SUPPLIED ENTRIES:
★ ★ ★ ★ ★ ★ ★

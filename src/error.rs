use thiserror::Error;
use tokio::time::error::Elapsed;

/// Shorthand for results returned by this crate.
pub type Result<T> = std::result::Result<T, RconError>;

/// Possible errors for the package.
#[derive(Error, Debug)]
pub enum RconError {
    /// Returned before anything is written if an outgoing packet would not
    /// fit in a single rcon frame.
    #[error("packet size {size} exceeds the {max} byte limit")]
    PacketTooLarge { size: usize, max: usize },
    /// Returned if you can't remember the password.
    #[error("bad password")]
    AuthenticationError,
    /// The server sent something we did not expect. The byte stream can no
    /// longer be trusted after this.
    #[error("rcon protocol error: {0}")]
    Protocol(#[from] ProtocolError),
    /// A buffered chat message has no `[SteamID:...]` tag.
    #[error("chat message has no steam id: {0:?}")]
    MalformedChatMessage(String),
    /// Returned if the response body is not valid utf-8.
    #[error("packet body malformed (not valid utf-8)")]
    MalformedPacketBody(#[from] std::string::FromUtf8Error),
    /// Returned if the host is down or behind a firewall.
    #[error("host cannot be reached")]
    UnreachableHost(#[source] std::io::Error),
    /// Internal error used if the stream was successfully established, but
    /// there was a problem writing to the socket.
    #[error("cannot send message to host")]
    SendError(#[source] std::io::Error),
    /// Internal error used if the stream was successfully established, but
    /// there was a problem reading from the socket.
    #[error("cannot receive response from host")]
    ReceiveError(#[source] std::io::Error),
    /// Returned if the server did not respond in time.
    #[error("timeout")]
    TimeoutError(#[from] Elapsed),
    /// The connection has used up every positive packet id.
    #[error("no packet ids left on this connection")]
    PacketIdsExhausted,
}

impl RconError {
    /// Whether the connection is unusable after this error. Callers should
    /// drop the client and reconnect instead of issuing another command.
    pub fn is_fatal(&self) -> bool {
        !matches!(
            self,
            RconError::PacketTooLarge { .. }
                | RconError::MalformedChatMessage(_)
                | RconError::MalformedPacketBody(_)
        )
    }
}

/// Ways the server can break the request/response contract.
#[derive(Error, Debug, Clone, PartialEq, Eq)]
pub enum ProtocolError {
    /// Fewer than 12 header bytes arrived and they were not the end-of-multipacket marker.
    #[error("packet header malformed (got {len} of 12 bytes)")]
    MalformedHeader { len: usize },
    #[error("packet declares an impossible size of {0}")]
    InvalidPacketSize(i32),
    #[error("received unexpected rcon packet type {0}")]
    UnexpectedPacketType(i32),
    #[error("received invalid auth response packet (type {0})")]
    InvalidAuthResponse(i32),
    /// The response belongs to a different request, the stream is out of sync.
    #[error("response id {actual} does not match request id {expected}")]
    IdMismatch { expected: i32, actual: i32 },
    #[error("expected empty response after multipacket")]
    MissingMultipacketConfirmation,
    #[error("expected end-of-multipacket response not received")]
    MissingEndOfMultipacket,
    #[error("connection closed by the server")]
    ConnectionClosed,
}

★ ★ ★ ★ ★ ★ ★

TRY IT:
Starting at the top of the listing above, repeat every line exactly until the line that contains "packet ids left" has been repeated too.

TASK RESPONSE:
filename src/error.rs
use thiserror::Error;
use tokio::time::error::Elapsed;

/// Shorthand for results returned by this crate.
pub type Result<T> = std::result::Result<T, RconError>;

/// Possible errors for the package.
#[derive(Error, Debug)]
pub enum RconError {
    /// Returned before anything is written if an outgoing packet would not
    /// fit in a single rcon frame.
    #[error("packet size {size} exceeds the {max} byte limit")]
    PacketTooLarge { size: usize, max: usize },
    /// Returned if you can't remember the password.
    #[error("bad password")]
    AuthenticationError,
    /// The server sent something we did not expect. The byte stream can no
    /// longer be trusted after this.
    #[error("rcon protocol error: {0}")]
    Protocol(#[from] ProtocolError),
    /// A buffered chat message has no `[SteamID:...]` tag.
    #[error("chat message has no steam id: {0:?}")]
    MalformedChatMessage(String),
    /// Returned if the response body is not valid utf-8.
    #[error("packet body malformed (not valid utf-8)")]
    MalformedPacketBody(#[from] std::string::FromUtf8Error),
    /// Returned if the host is down or behind a firewall.
    #[error("host cannot be reached")]
    UnreachableHost(#[source] std::io::Error),
    /// Internal error used if the stream was successfully established, but
    /// there was a problem writing to the socket.
    #[error("cannot send message to host")]
    SendError(#[source] std::io::Error),
    /// Internal error used if the stream was successfully established, but
    /// there was a problem reading from the socket.
    #[error("cannot receive response from host")]
    ReceiveError(#[source] std::io::Error),
    /// Returned if the server did not respond in time.
    #[error("timeout")]
    TimeoutError(#[from] Elapsed),
    /// The connection has used up every positive packet id.
    #[error("no packet ids left on this connection")]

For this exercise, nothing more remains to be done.